Sougé, also known as Sougé-sur-Braye (/fr/) for disambiguation, is a commune in the French department of Loir-et-Cher, Centre-Val de Loire region, France.

==History==
In the time of the Romans, Sougé had a special importance because of his Roman's camp, called "Camp of Cesar" in the country. Today the fortifications are not visible any longer, but they were visible in the last century.

==Geography==
Sougé is a village in the department of Loir-et-Cher, situated on the river Loir.

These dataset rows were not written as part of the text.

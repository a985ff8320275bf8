// SPDX-License-Identifier: BUSL-1.1
// Copyright (c) 2026 Alfred Jean LLC

use super::*;
use ko_core::test_support::fixtures::{operation, NAMESPACE};
use ko_core::test_support::strategies::{arb_operation_spec, arb_ops_status};
use ko_core::{digest, ActionType, ClusterConditionType, ClusterOperationSpec, ConfigMapRef, HookAction, SecretRef};
use proptest::prelude::*;
use yare::parameterized;

fn refs() -> ResolvedRefs {
    ResolvedRefs {
        namespace: NAMESPACE.to_string(),
        hosts: ConfigMapRef::new("demo-hosts", NAMESPACE),
        vars: ConfigMapRef::new("demo-vars", NAMESPACE),
        ssh_auth: Some(SecretRef::new("demo-ssh", NAMESPACE)),
        kube_conf: None,
        pre_check: None,
        entrypoint: None,
    }
}

fn at(secs: i64) -> DateTime<Utc> {
    DateTime::from_timestamp(1_767_225_600 + secs, 0).unwrap()
}

fn observed(op: &ClusterOperation, now: DateTime<Utc>, job: Option<JobObservation>) -> Observation {
    Observation { now, live_digest: digest(&op.spec).unwrap(), refs: Some(Ok(refs())), job }
}

fn run(op: &ClusterOperation, observation: &Observation) -> Transition {
    step(op, observation, &AllowDrift, &ReconcileConfig::default())
}

fn applied(mut op: ClusterOperation, transition: &Transition) -> ClusterOperation {
    op.status = Some(transition.status.clone());
    op
}

/// Operation accepted at t=0 with its first job submitted.
fn started(spec: ClusterOperationSpec) -> ClusterOperation {
    let op = operation("install", spec);
    let first = run(&op, &observed(&op, at(0), None));
    applied(op, &first)
}

fn submitted_names(transition: &Transition) -> Vec<String> {
    transition
        .effects
        .iter()
        .filter_map(|e| match e {
            Effect::SubmitJob { request } => Some(request.name.clone()),
            _ => None,
        })
        .collect()
}

fn recorded(transition: &Transition) -> Vec<ClusterCondition> {
    transition
        .effects
        .iter()
        .filter_map(|e| match e {
            Effect::RecordCondition { condition, .. } => Some(condition.clone()),
            _ => None,
        })
        .collect()
}

#[test]
fn accepting_starts_the_first_stage() {
    let op = operation("install", ClusterOperationSpec::builder().build());
    let t = run(&op, &observed(&op, at(0), None));

    assert_eq!(t.status.status, Some(OpsStatus::Running));
    assert_eq!(t.status.digest, digest(&op.spec).unwrap().into_string());
    assert_eq!(t.status.start_time, Some(at(0)));
    assert_eq!(t.status.attempts, 1);
    assert_eq!(t.status.stage, 0);
    assert_eq!(t.status.action, "cluster.yml");
    assert_eq!(t.status.job_ref, Some(JobRef::new("install-1-0", NAMESPACE)));
    assert_eq!(submitted_names(&t), vec!["install-1-0"]);
    assert_eq!(t.requeue_after, Some(ReconcileConfig::default().poll_interval));
}

#[test]
fn pre_hook_runs_first() {
    let spec = ClusterOperationSpec::builder()
        .pre_hook(vec![HookAction::new(ActionType::Shell, "drain.sh")])
        .build();
    let op = started(spec);

    let status = op.status.unwrap();
    assert_eq!(status.action, "drain.sh");
    assert_eq!(status.stage, 0);
}

#[test]
fn unresolvable_reference_blocks_before_any_job() {
    let op = operation("install", ClusterOperationSpec::builder().build());
    let mut observation = observed(&op, at(5), None);
    observation.refs = Some(Err(ResolveError::NotFound {
        field: "hostsConfRef",
        kind: "ConfigMap",
        reference: "kubeop-system/demo-hosts".to_string(),
    }));

    let t = run(&op, &observation);

    assert_eq!(t.status.status, Some(OpsStatus::Blocked));
    assert_eq!(t.status.start_time, Some(at(5)));
    assert_eq!(t.status.end_time, Some(at(5)));
    assert!(t.status.digest.is_empty());
    assert!(t.status.job_ref.is_none());
    assert!(t.status.message.as_deref().unwrap_or_default().contains("hostsConfRef"));
    assert!(submitted_names(&t).is_empty());
    assert_eq!(t.requeue_after, None);

    let conditions = recorded(&t);
    assert_eq!(conditions.len(), 1);
    assert_eq!(conditions[0].cluster_ops, "install");
    assert_eq!(conditions[0].cluster_condition_type, ClusterConditionType::Blocked);
}

#[test]
fn unstarted_without_resolution_waits() {
    let op = operation("install", ClusterOperationSpec::builder().build());
    let mut observation = observed(&op, at(0), None);
    observation.refs = None;

    let t = run(&op, &observation);

    assert_eq!(t.status, ClusterOperationStatus::default());
    assert!(t.effects.is_empty());
}

#[parameterized(
    pending = { JobObservation::Pending },
    running = { JobObservation::Running },
)]
fn in_flight_job_only_polls(job: JobObservation) {
    let op = started(ClusterOperationSpec::builder().build());

    let t = run(&op, &observed(&op, at(30), Some(job)));

    assert_eq!(Some(&t.status), op.status.as_ref());
    assert!(t.effects.is_empty());
    assert_eq!(t.requeue_after, Some(ReconcileConfig::default().poll_interval));
}

#[test]
fn stepping_twice_is_idempotent() {
    let op = started(ClusterOperationSpec::builder().build());
    let observation = observed(&op, at(30), Some(JobObservation::Running));

    assert_eq!(run(&op, &observation), run(&op, &observation));
}

#[test]
fn stages_advance_in_order_then_succeed() {
    let spec = ClusterOperationSpec::builder()
        .pre_hook(vec![HookAction::new(ActionType::Shell, "drain.sh")])
        .post_hook(vec![HookAction::new(ActionType::Playbook, "verify.yml")])
        .build();
    let op = started(spec);

    let t = run(&op, &observed(&op, at(60), Some(JobObservation::Succeeded)));
    assert_eq!(t.status.stage, 1);
    assert_eq!(t.status.action, "cluster.yml");
    assert_eq!(submitted_names(&t), vec!["install-1-1"]);
    let op = applied(op, &t);

    let t = run(&op, &observed(&op, at(120), Some(JobObservation::Succeeded)));
    assert_eq!(t.status.stage, 2);
    assert_eq!(submitted_names(&t), vec!["install-1-2"]);
    let op = applied(op, &t);

    let t = run(&op, &observed(&op, at(180), Some(JobObservation::Succeeded)));
    assert_eq!(t.status.status, Some(OpsStatus::Succeeded));
    assert_eq!(t.status.end_time, Some(at(180)));
    assert_eq!(t.status.job_ref, Some(JobRef::new("install-1-2", NAMESPACE)));
    assert_eq!(t.requeue_after, None);

    let conditions = recorded(&t);
    assert_eq!(conditions.len(), 1);
    assert_eq!(conditions[0].cluster_condition_type, ClusterConditionType::Succeeded);
    assert_eq!(conditions[0].start_time, Some(at(0)));
    assert_eq!(conditions[0].end_time, Some(at(180)));
}

#[test]
fn failure_with_attempts_left_backs_off_then_retries() {
    let op = started(ClusterOperationSpec::builder().backoff_limit(3).build());
    let config = ReconcileConfig::default();

    let t = run(&op, &observed(&op, at(60), Some(JobObservation::Failed("exit 2".into()))));
    assert_eq!(t.status.status, Some(OpsStatus::Running));
    assert!(t.status.job_ref.is_none());
    assert_eq!(t.status.attempts, 1);
    assert_eq!(t.status.next_retry_time, Some(at(60) + TimeDelta::seconds(10)));
    assert!(t.status.message.as_deref().unwrap_or_default().contains("attempt 1/3"));
    assert!(t.effects.is_empty());
    assert_eq!(t.requeue_after, Some(config.backoff(1)));
    let op = applied(op, &t);

    let early = run(&op, &observed(&op, at(64), None));
    assert!(early.effects.is_empty());
    assert_eq!(early.requeue_after, Some(Duration::from_secs(6)));

    let t = run(&op, &observed(&op, at(70), None));
    assert_eq!(t.status.attempts, 2);
    assert_eq!(t.status.stage, 0);
    assert!(t.status.next_retry_time.is_none());
    assert_eq!(submitted_names(&t), vec!["install-2-0"]);
}

#[test]
fn failure_at_limit_fails_the_operation() {
    let op = started(ClusterOperationSpec::builder().backoff_limit(1).build());

    let t = run(&op, &observed(&op, at(60), Some(JobObservation::Failed("exit 2".into()))));

    assert_eq!(t.status.status, Some(OpsStatus::Failed));
    assert_eq!(t.status.end_time, Some(at(60)));
    assert!(t.status.job_ref.is_none());
    assert!(t.status.message.as_deref().unwrap_or_default().contains("exit 2"));
    assert_eq!(recorded(&t)[0].cluster_condition_type, ClusterConditionType::Failed);
}

#[parameterized(
    zero = { 0 },
    negative = { -4 },
)]
fn non_positive_backoff_limit_allows_one_attempt(limit: i32) {
    let op = started(ClusterOperationSpec::builder().backoff_limit(limit).build());

    let t = run(&op, &observed(&op, at(60), Some(JobObservation::Missing)));

    assert_eq!(t.status.status, Some(OpsStatus::Failed));
}

#[test]
fn deadline_cancels_the_job_before_failing() {
    let op = started(ClusterOperationSpec::builder().active_deadline_seconds(30).build());

    let t = run(&op, &observed(&op, at(60), Some(JobObservation::DeadlineExceeded { seconds: 30 })));

    assert_eq!(t.status.status, Some(OpsStatus::Failed));
    assert!(matches!(
        &t.effects[0],
        Effect::CancelJob { job, .. } if job.name() == "install-1-0"
    ));
    assert!(matches!(&t.effects[1], Effect::RecordCondition { .. }));
    assert!(t.status.message.as_deref().unwrap_or_default().contains("deadline exceeded after 30s"));
}

#[test]
fn drift_is_marked_and_execution_continues() {
    let mut op = started(ClusterOperationSpec::builder().build());
    let accepted = op.status.as_ref().unwrap().digest.clone();
    op.spec.extra_args = "-e upgrade=true".to_string();

    let t = run(&op, &observed(&op, at(30), Some(JobObservation::Running)));

    assert!(t.status.has_modified);
    assert_eq!(t.status.digest, accepted);
    assert_eq!(t.status.status, Some(OpsStatus::Running));
    assert!(t.effects.is_empty());
}

#[test]
fn drift_flag_stays_set_after_revert() {
    let mut op = started(ClusterOperationSpec::builder().build());
    if let Some(status) = op.status.as_mut() {
        status.has_modified = true;
    }

    let t = run(&op, &observed(&op, at(30), Some(JobObservation::Running)));

    assert!(t.status.has_modified);
}

#[test]
fn blocking_policy_cancels_on_drift() {
    let mut op = started(ClusterOperationSpec::builder().build());
    op.spec.image = "kubespray:v2.25.0".to_string();

    let t = step(
        &op,
        &observed(&op, at(30), Some(JobObservation::Running)),
        &BlockOnDrift,
        &ReconcileConfig::default(),
    );

    assert_eq!(t.status.status, Some(OpsStatus::Blocked));
    assert!(t.status.has_modified);
    assert!(t.status.job_ref.is_none());
    assert!(matches!(&t.effects[0], Effect::CancelJob { job, .. } if job.name() == "install-1-0"));
    assert_eq!(recorded(&t)[0].cluster_condition_type, ClusterConditionType::Blocked);
}

#[test]
fn artifact_removed_mid_run_blocks_and_cancels() {
    let op = started(ClusterOperationSpec::builder().build());
    let mut observation = observed(&op, at(30), Some(JobObservation::Running));
    observation.refs = Some(Err(ResolveError::Invalid { field: "varsConfRef" }));

    let t = run(&op, &observation);

    assert_eq!(t.status.status, Some(OpsStatus::Blocked));
    assert_eq!(t.effects.len(), 2);
    assert!(matches!(&t.effects[0], Effect::CancelJob { .. }));
}

#[parameterized(
    succeeded = { OpsStatus::Succeeded },
    failed = { OpsStatus::Failed },
    blocked = { OpsStatus::Blocked },
)]
fn terminal_status_is_absorbing(outcome: OpsStatus) {
    let mut op = operation("install", ClusterOperationSpec::builder().build());
    op.status = Some(ClusterOperationStatus {
        status: Some(outcome),
        start_time: Some(at(0)),
        end_time: Some(at(10)),
        ..ClusterOperationStatus::default()
    });
    op.spec.action = "reset.yml".to_string();

    let t = run(&op, &observed(&op, at(99), Some(JobObservation::Failed("late".into()))));

    assert_eq!(Some(&t.status), op.status.as_ref());
    assert_eq!(t.requeue_after, None);
    assert_eq!(recorded(&t).len(), 1);
    assert!(submitted_names(&t).is_empty());
}

proptest! {
    #[test]
    fn terminal_operations_never_submit(spec in arb_operation_spec(), outcome in arb_ops_status()) {
        prop_assume!(outcome.is_terminal());
        let mut op = operation("any", spec);
        op.status = Some(ClusterOperationStatus { status: Some(outcome), ..ClusterOperationStatus::default() });

        let t = run(&op, &observed(&op, at(1), Some(JobObservation::Succeeded)));

        prop_assert_eq!(t.status.status, Some(outcome));
        prop_assert!(submitted_names(&t).is_empty());
    }

    #[test]
    fn submissions_never_exceed_the_attempt_limit(spec in arb_operation_spec()) {
        let limit = spec.attempt_limit() as usize;
        let mut op = operation("any", spec);
        let mut submissions = 0;
        let mut now = 0;

        for _ in 0..(limit * 4 + 4) {
            let job = op.status.as_ref().and_then(|s| s.job_ref.as_ref()).map(|_| JobObservation::Missing);
            let t = run(&op, &observed(&op, at(now), job));
            submissions += submitted_names(&t).len();
            op = applied(op, &t);
            now += 3600;
        }

        prop_assert!(submissions <= limit);
        prop_assert_eq!(op.ops_status(), Some(OpsStatus::Failed));
    }
}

The village of Sougé is near the village of Couture-sur-Loir (the village of Pierre de Ronsard) and the town of Montoire-sur-le-Loir. The nearest town of more than 40,000 inhabitants is Tours.

==Name==
Sougé was called Silviacus (3rd and 8th century), then Selgiacus (11th century), Sugeium in 1216, Sougeium in the 13th century, paroisse des Roches de Sougé in 1595, Sougé-sur-Loir in 1675, Sougé-sur-Braye after the French Revolution, and now Sougé.

==Sights==
The spacious church of St. Quintin has a barrel-vaulted roof and early twentieth century glass depicting amongst other themes Pope Leo XIII. There are traces of Renaissance architecture along the main (and almost only) street. The village cemetery contains Commonwealth graves.